▶ [Required work]: Copy the listing below line for line, from its opening line to the one with "Source name without", both included; stop there.

▶ [Extracted material]:
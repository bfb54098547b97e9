//! Aggregate summary CSV for a batch of analyzed sources
//!
//! The standard layout has one row per source: durations per label, a blank
//! spacer, counts per label, a blank spacer, then latency and total-time
//! metrics. The interval layout has one row per `(source, interval)` pair and
//! a blank line after each source.

use crate::analysis::{AnalysisReport, AnalysisResult, IntervalSnapshot};
use crate::error::TimelineError;
use crate::format::csv_block;
use log::{debug, info};
use std::io::Write;
use std::path::Path;

const ANIMAL_ID_HEADER: &str = "animal_id";
const ANNOTATION_SUFFIX: &str = "_annotations";

/// Source name without extension and `_annotations` suffix
pub fn animal_id(source: &str) -> String {
    let stem = Path::new(source)
        .file_stem()
        .map(|s| s.to_string_lossy().into_owned())
        .unwrap_or_else(|| source.to_string());
    stem.strip_suffix(ANNOTATION_SUFFIX)
        .map(str::to_string)
        .unwrap_or(stem)
}

/// Write the interval layout when the report was sliced into intervals,
/// the standard layout otherwise
pub fn write_summary<W: Write>(writer: W, report: &AnalysisReport) -> Result<(), TimelineError> {
    if report.interval_secs.is_some() {
        write_interval_summary(writer, report)
    } else {
        write_standard_summary(writer, report)
    }
}

pub fn write_summary_file(path: impl AsRef<Path>, report: &AnalysisReport) -> Result<(), TimelineError> {
    let path = path.as_ref();
    let file = std::fs::File::create(path)?;
    write_summary(std::io::BufWriter::new(file), report)?;
    info!("Wrote summary of {} sources to {}", report.results.len(), path.display());
    Ok(())
}

/// Header row naming the Duration and Frequency column groups
fn group_row(lead: usize, labels: usize, trailing: usize) -> Vec<String> {
    let mut row = vec![String::new(); lead + 2 * labels + 1 + trailing];
    if labels > 0 {
        row[lead] = "Duration".to_string();
        row[lead + labels + 1] = "Frequency".to_string();
    }
    row
}

pub fn write_standard_summary<W: Write>(
    mut writer: W,
    report: &AnalysisReport,
) -> Result<(), TimelineError> {
    let labels = &report.tracked_labels;
    let metric_count = report.latency_metrics.len() + report.total_time_metrics.len();

    let mut rows = vec![group_row(1, labels.len(), 1 + metric_count)];
    let mut columns = vec![ANIMAL_ID_HEADER.to_string()];
    columns.extend(labels.iter().cloned());
    columns.push(String::new());
    columns.extend(labels.iter().cloned());
    columns.push(String::new());
    columns.extend(report.latency_metrics.iter().cloned());
    columns.extend(report.total_time_metrics.iter().cloned());
    rows.push(columns);

    for result in &report.results {
        let mut row = vec![animal_id(&result.source)];
        row.extend(labels.iter().map(|l| format!("{:.2}", result.label(l).duration_secs)));
        row.push(String::new());
        row.extend(labels.iter().map(|l| result.label(l).count.to_string()));
        row.push(String::new());
        row.extend(report.latency_metrics.iter().map(|name| {
            let latency = result.metric(name).unwrap_or(result.test_duration_secs);
            format!("{:.2}", latency)
        }));
        row.extend(
            report
                .total_time_metrics
                .iter()
                .map(|name| format!("{:.2}", result.metric(name).unwrap_or(0.0))),
        );
        rows.push(row);
    }

    writer.write_all(csv_block(rows)?.as_bytes())?;
    writer.flush()?;
    Ok(())
}

pub fn write_interval_summary<W: Write>(
    mut writer: W,
    report: &AnalysisReport,
) -> Result<(), TimelineError> {
    let labels = &report.tracked_labels;
    let totals = &report.total_time_metrics;
    let width = report.interval_secs.unwrap_or_default();
    let trailing = if totals.is_empty() { 0 } else { 1 + totals.len() };

    let mut head = vec![
        vec![format!("Interval analysis ({}-second intervals)", width)],
        group_row(4, labels.len(), trailing),
    ];
    let mut columns: Vec<String> = [ANIMAL_ID_HEADER, "Interval", "Time (sec)", ""]
        .iter()
        .map(|s| s.to_string())
        .collect();
    columns.extend(labels.iter().cloned());
    columns.push(String::new());
    columns.extend(labels.iter().cloned());
    if !totals.is_empty() {
        columns.push(String::new());
        columns.extend(totals.iter().cloned());
    }
    head.push(columns);

    let mut out = csv_block(head)?;
    for result in &report.results {
        let Some(intervals) = result.intervals.as_ref().filter(|i| !i.is_empty()) else {
            debug!("{} has no interval data, left out of the interval summary", result.source);
            continue;
        };
        let rows = intervals
            .iter()
            .map(|snapshot| interval_row(result, snapshot, labels, totals))
            .collect();
        out.push_str(&csv_block(rows)?);
        out.push('\n');
    }

    writer.write_all(out.as_bytes())?;
    writer.flush()?;
    Ok(())
}

fn interval_row(
    result: &AnalysisResult,
    snapshot: &IntervalSnapshot,
    labels: &[String],
    totals: &[String],
) -> Vec<String> {
    let label = |name: &String| snapshot.labels.get(name).copied().unwrap_or_default();
    let mut row = vec![
        animal_id(&result.source),
        snapshot.interval_number.to_string(),
        format!("{:.1}-{:.1}", snapshot.start_secs, snapshot.end_secs),
        String::new(),
    ];
    row.extend(labels.iter().map(|l| format!("{:.2}", label(l).duration_secs)));
    row.push(String::new());
    row.extend(labels.iter().map(|l| label(l).count.to_string()));
    if !totals.is_empty() {
        row.push(String::new());
        row.extend(totals.iter().map(|name| {
            let value = snapshot
                .total_times
                .iter()
                .find(|m| &m.name == name)
                .map_or(0.0, |m| m.value_secs);
            format!("{:.2}", value)
        }));
    }
    row
}
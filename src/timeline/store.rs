//! Timeline store
//!
//! Closed events live in stable slots ordered by close time. Removing an event
//! vacates its slot, so an [`EventIndex`] never shifts once handed out.

use crate::error::TimelineError;
use crate::notify::DomainEvent;
use crate::timeline::corrector::DurationCorrector;
use crate::types::{
    is_statistic_label, ms_to_secs, BehaviorEvent, BehaviorStatistics, EventIndex, TriggerId,
    WallTime,
};
use log::{debug, warn};
use std::collections::BTreeMap;

/// One recording session's events
#[derive(Debug, Clone, Default)]
pub struct Timeline {
    slots: Vec<Option<BehaviorEvent>>,
    open: BTreeMap<TriggerId, BehaviorEvent>,
    test_duration_secs: Option<f64>,
    outbox: Vec<DomainEvent>,
}

impl Timeline {
    pub fn new() -> Self {
        Self::default()
    }

    /// Build a timeline from already-closed events, kept in the given order.
    ///
    /// Events without an offset are skipped.
    pub fn from_events(events: impl IntoIterator<Item = BehaviorEvent>) -> Self {
        let slots = events
            .into_iter()
            .filter(|event| !event.is_open())
            .map(Some)
            .collect();
        Self {
            slots,
            ..Self::default()
        }
    }

    /// Open an event for `trigger_id` at `position_ms`
    pub fn start(
        &mut self,
        trigger_id: TriggerId,
        label: &str,
        position_ms: u64,
        now: WallTime,
    ) -> Result<(), TimelineError> {
        if self.open.contains_key(&trigger_id) {
            warn!("Ignoring start for '{}': event already open", trigger_id);
            return Err(TimelineError::AlreadyOpen(trigger_id));
        }

        debug!("Opened '{}' ({}) at {}ms", label, trigger_id, position_ms);
        self.outbox.push(DomainEvent::EventOpened {
            trigger_id: trigger_id.clone(),
            label: label.to_string(),
            onset: position_ms,
        });
        let event = BehaviorEvent::open(trigger_id.clone(), label, position_ms, now);
        self.open.insert(trigger_id, event);
        Ok(())
    }

    /// Close the open event for `trigger_id`, correcting its offset
    pub fn end(
        &mut self,
        trigger_id: &TriggerId,
        position_ms: u64,
        now: WallTime,
        frame_duration_ms: u32,
    ) -> Result<EventIndex, TimelineError> {
        let Some(event) = self.open.remove(trigger_id) else {
            warn!("Ignoring end for '{}': no open event", trigger_id);
            return Err(TimelineError::NotOpen(trigger_id.clone()));
        };
        Ok(self.close(event, position_ms, now, frame_duration_ms))
    }

    /// Close every open event, earliest onset first
    pub fn close_all(
        &mut self,
        position_ms: u64,
        now: WallTime,
        frame_duration_ms: u32,
    ) -> Vec<EventIndex> {
        let mut pending: Vec<BehaviorEvent> = std::mem::take(&mut self.open).into_values().collect();
        pending.sort_by(|a, b| a.onset.cmp(&b.onset).then_with(|| a.trigger_id.cmp(&b.trigger_id)));
        pending
            .into_iter()
            .map(|event| self.close(event, position_ms, now, frame_duration_ms))
            .collect()
    }

    fn close(
        &mut self,
        mut event: BehaviorEvent,
        position_ms: u64,
        now: WallTime,
        frame_duration_ms: u32,
    ) -> EventIndex {
        let correction = DurationCorrector::correct(&event, position_ms, now, frame_duration_ms);
        event.offset = Some(correction.offset);
        event.wall_offset = Some(now);

        let index = EventIndex(self.slots.len());
        debug!(
            "Closed '{}' {}: {}-{}ms",
            event.label, index, event.onset, correction.offset
        );
        self.outbox.push(DomainEvent::EventClosed {
            index,
            event: event.clone(),
            adjusted: correction.adjusted,
        });
        self.slots.push(Some(event));
        index
    }

    /// Append a `RecordingStart` anchor with zero duration
    pub fn insert_anchor(&mut self, position_ms: u64) -> EventIndex {
        let index = EventIndex(self.slots.len());
        self.slots.push(Some(BehaviorEvent::anchor(position_ms)));
        self.outbox.push(DomainEvent::AnchorInserted { index, position_ms });
        index
    }

    /// Move the offset of a closed event, returning the previous offset
    pub fn update(&mut self, index: EventIndex, new_offset: u64) -> Result<u64, TimelineError> {
        let event = self
            .slots
            .get_mut(index.0)
            .and_then(Option::as_mut)
            .ok_or(TimelineError::InvalidIndex(index.0))?;

        if new_offset < event.onset {
            return Err(TimelineError::NegativeDuration {
                onset: event.onset,
                offset: new_offset,
            });
        }

        let previous_offset = event.offset.unwrap_or(event.onset);
        event.offset = Some(new_offset);
        self.outbox.push(DomainEvent::EventTruncated {
            index,
            previous_offset,
            offset: new_offset,
        });
        Ok(previous_offset)
    }

    /// Remove a closed event, vacating its slot
    pub fn remove(&mut self, index: EventIndex) -> Result<BehaviorEvent, TimelineError> {
        let event = self
            .slots
            .get_mut(index.0)
            .and_then(Option::take)
            .ok_or(TimelineError::InvalidIndex(index.0))?;
        self.outbox.push(DomainEvent::EventRemoved {
            index,
            event: event.clone(),
        });
        Ok(event)
    }

    /// Drop all closed and open events
    pub fn clear(&mut self) {
        self.slots.clear();
        self.open.clear();
        self.outbox.push(DomainEvent::TimelineCleared);
    }

    pub fn get(&self, index: EventIndex) -> Option<&BehaviorEvent> {
        self.slots.get(index.0).and_then(Option::as_ref)
    }

    /// Closed events in close order with their handles
    pub fn closed_events(&self) -> impl Iterator<Item = (EventIndex, &BehaviorEvent)> {
        self.slots
            .iter()
            .enumerate()
            .filter_map(|(i, slot)| slot.as_ref().map(|event| (EventIndex(i), event)))
    }

    /// Owned copy of the closed events in close order
    pub fn snapshot(&self) -> Vec<BehaviorEvent> {
        self.closed_events().map(|(_, event)| event.clone()).collect()
    }

    pub fn open_events(&self) -> impl Iterator<Item = &BehaviorEvent> {
        self.open.values()
    }

    pub fn is_open(&self, trigger_id: &TriggerId) -> bool {
        self.open.contains_key(trigger_id)
    }

    pub fn open_count(&self) -> usize {
        self.open.len()
    }

    pub fn closed_count(&self) -> usize {
        self.slots.iter().filter(|slot| slot.is_some()).count()
    }

    pub fn is_empty(&self) -> bool {
        self.open.is_empty() && self.closed_count() == 0
    }

    /// Onset of the most recently inserted anchor
    pub fn latest_anchor(&self) -> Option<u64> {
        self.slots
            .iter()
            .rev()
            .flatten()
            .find(|event| event.is_anchor())
            .map(|event| event.onset)
    }

    /// Closed events plus in-progress ones drawn up to `position_ms`
    pub fn events_with_active(&self, position_ms: u64) -> Vec<BehaviorEvent> {
        let mut events = self.snapshot();
        events.extend(self.open.values().map(|event| {
            let mut active = event.clone();
            active.offset = Some(position_ms.max(event.onset));
            active
        }));
        events
    }

    /// Count, total and mean duration per label over closed events
    pub fn behavior_statistics(&self) -> BTreeMap<String, BehaviorStatistics> {
        let mut stats: BTreeMap<String, BehaviorStatistics> = BTreeMap::new();
        for (_, event) in self.closed_events() {
            if !is_statistic_label(&event.label) {
                continue;
            }
            let entry = stats.entry(event.label.clone()).or_default();
            entry.count += 1;
            entry.total_secs += event.duration_ms().map(ms_to_secs).unwrap_or(0.0);
        }
        for entry in stats.values_mut() {
            entry.mean_secs = entry.total_secs / f64::from(entry.count);
        }
        stats
    }

    pub fn test_duration_secs(&self) -> Option<f64> {
        self.test_duration_secs
    }

    pub fn set_test_duration_secs(&mut self, secs: Option<f64>) {
        self.test_duration_secs = secs;
    }

    /// Take the domain events queued since the last drain
    pub fn drain_events(&mut self) -> Vec<DomainEvent> {
        std::mem::take(&mut self.outbox)
    }
}

#[cfg(test)]
mod tests {
    use super::*;
    use pretty_assertions::assert_eq;

    fn wall(secs: f64) -> WallTime {
        WallTime::from_secs(secs)
    }

    #[test]
    fn test_start_twice_fails_without_side_effects() {
        let mut timeline = Timeline::new();
        let key = TriggerId::from('o');
        timeline.start(key.clone(), "Attack bites", 100, wall(1.0)).unwrap();
        timeline.drain_events();

        let err = timeline.start(key.clone(), "Attack bites", 200, wall(2.0));
        assert!(matches!(err, Err(TimelineError::AlreadyOpen(_))));
        assert_eq!(timeline.open_count(), 1);
        assert_eq!(timeline.open_events().next().map(|e| e.onset), Some(100));
        assert!(timeline.drain_events().is_empty());
    }

    #[test]
    fn test_end_not_open_fails() {
        let mut timeline = Timeline::new();
        let err = timeline.end(&TriggerId::from('j'), 100, wall(1.0), 33);
        assert!(matches!(err, Err(TimelineError::NotOpen(_))));
        assert_eq!(timeline.closed_count(), 0);
    }

    #[test]
    fn test_open_never_holds_duplicate_triggers() {
        let mut timeline = Timeline::new();
        let keys = ['o', 'j', 'o', 'o', 'j', 'p', 'o', 'p', 'j', 'j'];
        let mut position = 0;
        for (step, key) in keys.iter().enumerate() {
            position += 100;
            let trigger = TriggerId::from(*key);
            if step % 3 == 2 {
                let _ = timeline.end(&trigger, position, wall(position as f64 / 1000.0), 33);
            } else {
                let _ = timeline.start(trigger, "x", position, wall(position as f64 / 1000.0));
            }
            let mut triggers: Vec<_> = timeline.open_events().map(|e| e.trigger_id.clone()).collect();
            let before = triggers.len();
            triggers.dedup();
            assert_eq!(before, triggers.len());
            assert!(timeline.open_count() <= 3);
        }
    }

    #[test]
    fn test_closed_events_ordered_by_close_time() {
        let mut timeline = Timeline::new();
        timeline.start(TriggerId::from('o'), "Attack bites", 0, wall(0.0)).unwrap();
        timeline.start(TriggerId::from('q'), "Chasing", 200, wall(0.2)).unwrap();
        timeline.end(&TriggerId::from('q'), 400, wall(0.4), 33).unwrap();
        timeline.end(&TriggerId::from('o'), 900, wall(0.9), 33).unwrap();

        let labels: Vec<_> = timeline.snapshot().into_iter().map(|e| e.label).collect();
        assert_eq!(labels, vec!["Chasing".to_string(), "Attack bites".to_string()]);
    }

    #[test]
    fn test_fast_release_gets_one_frame() {
        let mut timeline = Timeline::new();
        let key = TriggerId::from('o');
        timeline.start(key.clone(), "Attack bites", 1000, wall(3.0)).unwrap();
        let index = timeline.end(&key, 1000, wall(3.005), 33).unwrap();
        let event = timeline.get(index).unwrap();
        assert_eq!(event.offset, Some(1033));
    }

    #[test]
    fn test_remove_keeps_other_indices_stable() {
        let mut timeline = Timeline::from_events(vec![
            BehaviorEvent::closed(TriggerId::from('o'), "A", 0, 100),
            BehaviorEvent::closed(TriggerId::from('j'), "B", 200, 300),
            BehaviorEvent::closed(TriggerId::from('p'), "C", 400, 500),
        ]);
        let removed = timeline.remove(EventIndex(1)).unwrap();
        assert_eq!(removed.label, "B");
        assert_eq!(timeline.get(EventIndex(2)).map(|e| e.label.as_str()), Some("C"));
        assert!(timeline.get(EventIndex(1)).is_none());
        assert!(matches!(timeline.remove(EventIndex(1)), Err(TimelineError::InvalidIndex(1))));
        assert_eq!(timeline.closed_count(), 2);
    }

    #[test]
    fn test_update_rejects_negative_duration() {
        let mut timeline = Timeline::from_events(vec![BehaviorEvent::closed(
            TriggerId::from('o'),
            "A",
            100,
            500,
        )]);
        assert!(matches!(
            timeline.update(EventIndex(0), 50),
            Err(TimelineError::NegativeDuration { .. })
        ));
        assert_eq!(timeline.update(EventIndex(0), 300).unwrap(), 500);
        assert_eq!(timeline.get(EventIndex(0)).and_then(|e| e.offset), Some(300));
    }

    #[test]
    fn test_close_all_orders_by_onset() {
        let mut timeline = Timeline::new();
        timeline.start(TriggerId::from('q'), "Chasing", 300, wall(0.3)).unwrap();
        timeline.start(TriggerId::from('a'), "Social contact", 100, wall(0.1)).unwrap();
        let closed = timeline.close_all(1000, wall(1.0), 33);
        assert_eq!(closed, vec![EventIndex(0), EventIndex(1)]);
        assert_eq!(timeline.get(EventIndex(0)).map(|e| e.onset), Some(100));
        assert_eq!(timeline.open_count(), 0);
    }

    #[test]
    fn test_anchor_and_clear() {
        let mut timeline = Timeline::new();
        timeline.insert_anchor(500);
        timeline.insert_anchor(9000);
        assert_eq!(timeline.latest_anchor(), Some(9000));
        timeline.start(TriggerId::from('o'), "Attack bites", 9100, wall(1.0)).unwrap();
        timeline.clear();
        assert!(timeline.is_empty());
        assert_eq!(timeline.latest_anchor(), None);
        assert_eq!(timeline.drain_events().last(), Some(&DomainEvent::TimelineCleared));
    }

    #[test]
    fn test_events_with_active() {
        let mut timeline = Timeline::new();
        timeline.insert_anchor(0);
        timeline.start(TriggerId::from('o'), "Attack bites", 400, wall(0.4)).unwrap();
        let events = timeline.events_with_active(1200);
        assert_eq!(events.len(), 2);
        assert_eq!(events[1].offset, Some(1200));
        // the store itself is unchanged
        assert_eq!(timeline.open_count(), 1);
    }

    #[test]
    fn test_behavior_statistics() {
        let timeline = Timeline::from_events(vec![
            BehaviorEvent::anchor(0),
            BehaviorEvent::closed(TriggerId::from('o'), "Attack bites", 0, 1000),
            BehaviorEvent::closed(TriggerId::from('o'), "Attack bites", 2000, 5000),
            BehaviorEvent::closed(TriggerId::from('q'), "Chasing", 100, 600),
        ]);
        let stats = timeline.behavior_statistics();
        assert_eq!(stats.len(), 2);
        let bites = stats["Attack bites"];
        assert_eq!(bites.count, 2);
        assert!((bites.total_secs - 4.0).abs() < 1e-9);
        assert!((bites.mean_secs - 2.0).abs() < 1e-9);
    }
}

▶ [Result below]:
repository bfb54098547b97e9
//! Aggregate summary CSV for a batch of analyzed sources
//!
//! The standard layout has one row per source: durations per label, a blank
//! spacer, counts per label, a blank spacer, then latency and total-time
//! metrics. The interval layout has one row per `(source, interval)` pair and
//! a blank line after each source.

use crate::analysis::{AnalysisReport, AnalysisResult, IntervalSnapshot};
use crate::error::TimelineError;
use crate::format::csv_block;
use log::{debug, info};
use std::io::Write;
use std::path::Path;

const ANIMAL_ID_HEADER: &str = "animal_id";
const ANNOTATION_SUFFIX: &str = "_annotations";

/// Source name without extension and `_annotations` suffix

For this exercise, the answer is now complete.